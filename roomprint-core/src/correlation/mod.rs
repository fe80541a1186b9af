//! Learned Correlations and Room Profiles
//!
//! ## Layers
//!
//! ```text
//! DualPoolEstimator          auto + button Kalman pools, fused
//!   ├─ PairCorrelation       expected RSSI delta between two scanners
//!   └─ AbsoluteSignalProfile expected RSSI from one scanner
//!
//! AreaProfile                per device, per area: correlations against the
//!                            primary scanner + absolute profiles
//! RoomProfile                per area, shared by all devices: every scanner
//!                            pair seen together
//! ```
//!
//! ## Scoring
//!
//! Only mature entries contribute. Their z-scores are averaged weighted by
//! sample count and mapped to a confidence (see [`crate::scoring`]). When
//! nothing mature overlaps the live readings, scores are neutral (0.5).
//!
//! ## Bounded Memory
//!
//! Profiles cap their maps and keep the entries with the highest sample
//! counts. Ties are broken by key order.

use alloc::collections::BTreeMap;
use alloc::string::String;
use alloc::vec::Vec;

use serde::{Deserialize, Serialize};

use crate::constants::correlation::{
    ABSOLUTE_MATURITY_SAMPLES, MAX_AREA_CORRELATIONS, MAX_ROOM_PAIRS, PAIR_MATURITY_SAMPLES,
    ROOM_PAIR_MATURITY_SAMPLES,
};
use crate::errors::{ConfigError, ConfigResult};
use crate::logging::log_debug;

pub mod absolute;
pub mod area;
pub mod estimator;
pub mod pair;
pub mod room;

pub use absolute::{AbsoluteConfig, AbsoluteSignalProfile};
pub use area::{AreaProfile, AreaRecord};
pub use estimator::{DualPoolEstimator, EstimatorConfig, EstimatorRecord};
pub use pair::{PairConfig, PairCorrelation, ScannerRecord};
pub use room::{pair_key, RoomProfile, RoomRecord};

/// Profile-level configuration
#[derive(Debug, Clone, Copy, PartialEq, Serialize, Deserialize)]
#[serde(default)]
pub struct CorrelationConfig {
    /// Pool parameters shared by every entry
    pub estimator: EstimatorConfig,
    /// Maturity of area pair correlations
    pub pair_maturity_samples: u64,
    /// Maturity of absolute profiles
    pub absolute_maturity_samples: u64,
    /// Maturity of room pair deltas
    pub room_pair_maturity_samples: u64,
    /// Cap on area correlations (and on absolute profiles)
    pub max_area_correlations: usize,
    /// Cap on room pairs
    pub max_room_pairs: usize,
}

impl Default for CorrelationConfig {
    fn default() -> Self {
        Self {
            estimator: EstimatorConfig::default(),
            pair_maturity_samples: PAIR_MATURITY_SAMPLES,
            absolute_maturity_samples: ABSOLUTE_MATURITY_SAMPLES,
            room_pair_maturity_samples: ROOM_PAIR_MATURITY_SAMPLES,
            max_area_correlations: MAX_AREA_CORRELATIONS,
            max_room_pairs: MAX_ROOM_PAIRS,
        }
    }
}

impl CorrelationConfig {
    /// Set pool parameters
    pub fn with_estimator(mut self, estimator: EstimatorConfig) -> Self {
        self.estimator = estimator;
        self
    }

    /// Set all three maturity thresholds
    pub fn with_maturity(mut self, pair: u64, absolute: u64, room_pair: u64) -> Self {
        self.pair_maturity_samples = pair;
        self.absolute_maturity_samples = absolute;
        self.room_pair_maturity_samples = room_pair;
        self
    }

    /// Set both eviction caps
    pub fn with_caps(mut self, area_correlations: usize, room_pairs: usize) -> Self {
        self.max_area_correlations = area_correlations;
        self.max_room_pairs = room_pairs;
        self
    }

    /// Check parameter domains
    pub fn validate(&self) -> ConfigResult<()> {
        self.area_pair().validate()?;
        self.room_pair().validate()?;
        self.absolute().validate()?;
        if self.max_area_correlations == 0 {
            return Err(ConfigError::invalid("max_area_correlations", 0.0, "must be >= 1"));
        }
        if self.max_room_pairs == 0 {
            return Err(ConfigError::invalid("max_room_pairs", 0.0, "must be >= 1"));
        }
        Ok(())
    }

    /// Configuration for correlations inside an [`AreaProfile`]
    pub fn area_pair(&self) -> PairConfig {
        PairConfig {
            estimator: self.estimator,
            maturity_samples: self.pair_maturity_samples,
        }
    }

    /// Configuration for pairs inside a [`RoomProfile`]
    pub fn room_pair(&self) -> PairConfig {
        PairConfig {
            estimator: self.estimator,
            maturity_samples: self.room_pair_maturity_samples,
        }
    }

    /// Configuration for absolute profiles
    pub fn absolute(&self) -> AbsoluteConfig {
        AbsoluteConfig {
            estimator: self.estimator,
            maturity_samples: self.absolute_maturity_samples,
        }
    }
}

/// Drop the lowest-count entries until at most `capacity` remain
pub(crate) fn evict_to_capacity<V>(
    entries: &mut BTreeMap<String, V>,
    capacity: usize,
    sample_count: impl Fn(&V) -> u64,
) {
    if entries.len() <= capacity {
        return;
    }

    let mut ranked: Vec<(u64, String)> = entries
        .iter()
        .map(|(key, value)| (sample_count(value), key.clone()))
        .collect();
    // Stable: equal counts keep key order
    ranked.sort_by(|a, b| b.0.cmp(&a.0));

    for (count, key) in ranked.into_iter().skip(capacity) {
        log_debug!("Evicting {} ({} samples)", key, count);
        entries.remove(&key);
    }
}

§ **TASK ITEM**
Transcribe every entry word for word.

§ **EXERCISE SOLUTION**
filename roomprint-core/src/correlation/mod.rs
repository fe80541a1186b9af
//! Learned Correlations and Room Profiles
//!
//! ## Layers
//!
//! ```text
//! DualPoolEstimator          auto + button Kalman pools, fused
//!   ├─ PairCorrelation       expected RSSI delta between two scanners
//!   └─ AbsoluteSignalProfile expected RSSI from one scanner
//!
//! AreaProfile                per device, per area: correlations against the
//!                            primary scanner + absolute profiles
//! RoomProfile                per area, shared by all devices: every scanner
//!                            pair seen together
//! ```
//!
//! ## Scoring
//!
//! Only mature entries contribute. Their z-scores are averaged weighted by
//! sample count and mapped to a confidence (see [`crate::scoring`]). When
//! nothing mature overlaps the live readings, scores are neutral (0.5).
//!
//! ## Bounded Memory
//!
//! Profiles cap their maps and keep the entries with the highest sample
//! counts. Ties are broken by key order.

use alloc::collections::BTreeMap;
use alloc::string::String;
use alloc::vec::Vec;

use serde::{Deserialize, Serialize};

use crate::constants::correlation::{
    ABSOLUTE_MATURITY_SAMPLES, MAX_AREA_CORRELATIONS, MAX_ROOM_PAIRS, PAIR_MATURITY_SAMPLES,
    ROOM_PAIR_MATURITY_SAMPLES,
};
use crate::errors::{ConfigError, ConfigResult};
use crate::logging::log_debug;

pub mod absolute;
pub mod area;
pub mod estimator;
pub mod pair;
pub mod room;

pub use absolute::{AbsoluteConfig, AbsoluteSignalProfile};
pub use area::{AreaProfile, AreaRecord};
pub use estimator::{DualPoolEstimator, EstimatorConfig, EstimatorRecord};
pub use pair::{PairConfig, PairCorrelation, ScannerRecord};
pub use room::{pair_key, RoomProfile, RoomRecord};

/// Profile-level configuration
#[derive(Debug, Clone, Copy, PartialEq, Serialize, Deserialize)]
#[serde(default)]
pub struct CorrelationConfig {
    /// Pool parameters shared by every entry
    pub estimator: EstimatorConfig,
    /// Maturity of area pair correlations
    pub pair_maturity_samples: u64,
    /// Maturity of absolute profiles
    pub absolute_maturity_samples: u64,
    /// Maturity of room pair deltas
    pub room_pair_maturity_samples: u64,
    /// Cap on area correlations (and on absolute profiles)
    pub max_area_correlations: usize,
    /// Cap on room pairs
    pub max_room_pairs: usize,
}

impl Default for CorrelationConfig {
    fn default() -> Self {
        Self {
            estimator: EstimatorConfig::default(),
            pair_maturity_samples: PAIR_MATURITY_SAMPLES,
            absolute_maturity_samples: ABSOLUTE_MATURITY_SAMPLES,
            room_pair_maturity_samples: ROOM_PAIR_MATURITY_SAMPLES,
            max_area_correlations: MAX_AREA_CORRELATIONS,
            max_room_pairs: MAX_ROOM_PAIRS,
        }
    }
}

impl CorrelationConfig {
    /// Set pool parameters
    pub fn with_estimator(mut self, estimator: EstimatorConfig) -> Self {
        self.estimator = estimator;
        self
    }

    /// Set all three maturity thresholds
    pub fn with_maturity(mut self, pair: u64, absolute: u64, room_pair: u64) -> Self {
        self.pair_maturity_samples = pair;
        self.absolute_maturity_samples = absolute;
        self.room_pair_maturity_samples = room_pair;
        self
    }

    /// Set both eviction caps
    pub fn with_caps(mut self, area_correlations: usize, room_pairs: usize) -> Self {
        self.max_area_correlations = area_correlations;
        self.max_room_pairs = room_pairs;
        self
    }

    /// Check parameter domains
    pub fn validate(&self) -> ConfigResult<()> {
        self.area_pair().validate()?;
        self.room_pair().validate()?;
        self.absolute().validate()?;
        if self.max_area_correlations == 0 {
            return Err(ConfigError::invalid("max_area_correlations", 0.0, "must be >= 1"));
        }
        if self.max_room_pairs == 0 {
            return Err(ConfigError::invalid("max_room_pairs", 0.0, "must be >= 1"));
        }
        Ok(())
    }

    /// Configuration for correlations inside an [`AreaProfile`]
    pub fn area_pair(&self) -> PairConfig {
        PairConfig {
            estimator: self.estimator,
            maturity_samples: self.pair_maturity_samples,
        }
    }

    /// Configuration for pairs inside a [`RoomProfile`]
    pub fn room_pair(&self) -> PairConfig {
        PairConfig {
            estimator: self.estimator,
            maturity_samples: self.room_pair_maturity_samples,
        }
    }

    /// Configuration for absolute profiles
    pub fn absolute(&self) -> AbsoluteConfig {
        AbsoluteConfig {
            estimator: self.estimator,
            maturity_samples: self.absolute_maturity_samples,
        }
    }
}

/// Drop the lowest-count entries until at most `capacity` remain
pub(crate) fn evict_to_capacity<V>(
    entries: &mut BTreeMap<String, V>,
    capacity: usize,
    sample_count: impl Fn(&V) -> u64,
) {
    if entries.len() <= capacity {
        return;
    }

    let mut ranked: Vec<(u64, String)> = entries
        .iter()
        .map(|(key, value)| (sample_count(value), key.clone()))
        .collect();
    // Stable: equal counts keep key order
    ranked.sort_by(|a, b| b.0.cmp(&a.0));

    for (count, key) in ranked.into_iter().skip(capacity) {
        log_debug!("Evicting {} ({} samples)", key, count);
        entries.remove(&key);
    }
}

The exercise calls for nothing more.